Secure properties can be loaded from any configuration source, but when loaded from Vault they should be present at the default path (‘secret/’) in the v2 KV Store.

Consul¶

Consul Address - Starts CLyman against a Consul instance. Specified by either the consul command line argument or the AOSSL_CONSUL_ADDRESS environment variable.

./clyman consul=http://127.0.0.1:8500

We may also include the arguments:

• consul.cert (Environment Variable AOSSL_CONSUL_SSL_CERT) - The location of the

SSL Certificate to use when communicating with Consul. You may also leave this blank to enable SSL encryption without providing a client certificate.

consul.cert=

• consul.token (Environment Variable AOSSL_CONSUL_ACL_TOKEN) - The ACL Token to use when communicating with Consul

This will enable property retrieval from Consul KV Store & registering with Consul on start up.

The Consul ACL Token can alternatively be generated from the Consul Secret Store in Vault.

• consul.token.role - The role configured in Vault to use to generate the Consul ACL Token.

consul.token.role=consul-role

Properties File¶

Properties File - Starts CLyman against a Properties File. Specified by either the props command line argument or the AOSSL_PROPS_FILE environment variable. For example:

./clyman props=app.properties

If no properties file is specified, CLyman will look for one named app.properties in both the current working folder, and in /etc/clyman/.

The consul address can also be specified within the properties file, with the key consul.

HTTPS Setup¶

SSL Context Configuration is performed on startup, if enabled. If the following properties are set, then SSL Certs for CLyman can be generated dynamically from Vault:

• transaction.security.ssl.ca.vault.active - ‘true’ or ‘false’

transaction.security.ssl.ca.vault.active=true

• transaction.security.ssl.ca.vault.role_name - the name of the role to use to generate the SSL Cert

transaction.security.ssl.ca.vault.role_name=test-role

• transaction.security.ssl.ca.vault.common_name - The Common-Name to use on the Certificate

transaction.security.ssl.ca.vault.common_name=local

Otherwise, SSL Certificate Generation can be configured from a file in the current working directory called ‘ssl.properties’.

HTTPS must be enabled with the following parameter:

• transaction.security.ssl.enabled - ‘true’ or ‘false’

transaction.security.ssl.enabled=true

Mongo Connection¶

• mongo - A full connection string may be supplied here.

mongo=mongodb://localhost:27017

In Production Scenarios it is recommended to use Mongo Discovery.

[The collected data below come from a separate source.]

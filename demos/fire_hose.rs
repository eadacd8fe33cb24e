//! # Fire hose
//!
//! A monitor subscribes to every message (`subscribe_any`) and prints what
//! flows past, while two producers publish values of different types. The
//! monitor is stopped by Ctrl-C or by the session deadline.

use std::time::Duration;

use tokio_util::sync::CancellationToken;
use tracing_subscriber::{EnvFilter, fmt, prelude::*};

use taskbus::{BehaviorError, BehaviorFn, BehaviorRef, Bus, BusConfig, BusError};

fn init_logging() {
    let filter = EnvFilter::try_from_default_env().unwrap_or_else(|_| EnvFilter::new("taskbus=info"));
    tracing_subscriber::registry()
        .with(fmt::layer().with_target(false))
        .with(filter)
        .init();
}

fn monitor() -> BehaviorRef {
    BehaviorFn::boxed("monitor", |mut ctx| async move {
        ctx.subscribe_any();
        ctx.ready().await;

        loop {
            match ctx.recv().await {
                Ok(msg) => println!(
                    "[monitor] #{:<3} {:<10} from {}",
                    msg.sequence(),
                    msg.type_key().name(),
                    msg.sender()
                ),
                Err(BehaviorError::Canceled) => return Ok(()),
                Err(err) => return Err(err),
            }
        }
    })
}

fn ticker(name: &'static str, every: Duration) -> BehaviorRef {
    BehaviorFn::boxed(name, move |mut ctx| async move {
        ctx.ready().await;

        let mut n = 0_u64;
        loop {
            tokio::select! {
                _ = ctx.cancelled() => return Ok(()),
                _ = tokio::time::sleep(every) => {}
            }
            n += 1;
            ctx.send(n).await?;
            ctx.send(format!("{name} tick {n}")).await?;
        }
    })
}

#[tokio::main]
async fn main() {
    init_logging();

    let token = CancellationToken::new();
    let ctrl_c = token.clone();
    tokio::spawn(async move {
        if tokio::signal::ctrl_c().await.is_ok() {
            ctrl_c.cancel();
        }
    });

    let bus = Bus::new(BusConfig::with_timeout(Duration::from_secs(2)));
    let behaviors = vec![
        monitor(),
        ticker("fast", Duration::from_millis(200)),
        ticker("slow", Duration::from_millis(700)),
    ];

    match bus.run(&token, behaviors).await {
        Ok(()) => println!("all behaviors finished"),
        Err(err @ (BusError::Canceled | BusError::DeadlineExceeded { .. })) => {
            println!("stopped: {err}")
        }
        Err(err) => eprintln!("session failed: {err}"),
    }
}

If it is set to true, then CLyman will use Consul to find a Mongo instance, and will dynamically find new instances when it encounters many consecutive failures. To enable this, just do not provide a pre-existing connection string.

• mongo.db - The name of the Database to store CLyman information in

mongo.db=CLyman

• mongo.obj.collection - The name of the Collection in which CLyman will store Object Documents

mongo.obj.collection=obj3

• mongo.prop.collection - The name of the Collection in which CLyman will store Property Documents

mongo.prop.collection=prop

• mongo.ssl.active - Activate SSL Encryption on Mongo Connections, may be used with other SSL options in the config file.

mongo.ssl.active=true

Other Values¶

There are a number of other options that CLyman can be provided on startup. Below is an overview of the remaining properties:

• Log File - Path on disk to write logs to

log.file=clyman.log

• Log Level - Debug, Info, Warning, Error

log.level=Debug

• HTTP host to register with Consul

http.host=127.0.0.1

• HTTP Port

http.port=8766

• UDP Port

udp.port=8764

• Enable Event (UDP) Encryption

event.security.aes.enabled=false

• Transaction ID’s active or inactive. If active, CLyman will ensure a Transaction Id is stamped on each message.

transaction.id.stamp=True

• Format for transactions (HTTP traffic). Currently only json is supported.

transaction.format=json

• Method for streaming events. Currently only udp is supported.

event.stream.method=udp

• Format for streaming events. Currently only json is supported

event.format=json

Go Home

Transactions¶

Transactional Security utilizes SSL and Basic Auth over HTTP (HTTPS). The username/password can be configured in the application configuration, and SSL will require a valid server key and certificate. The locations can then be entered into the ssl.properties file.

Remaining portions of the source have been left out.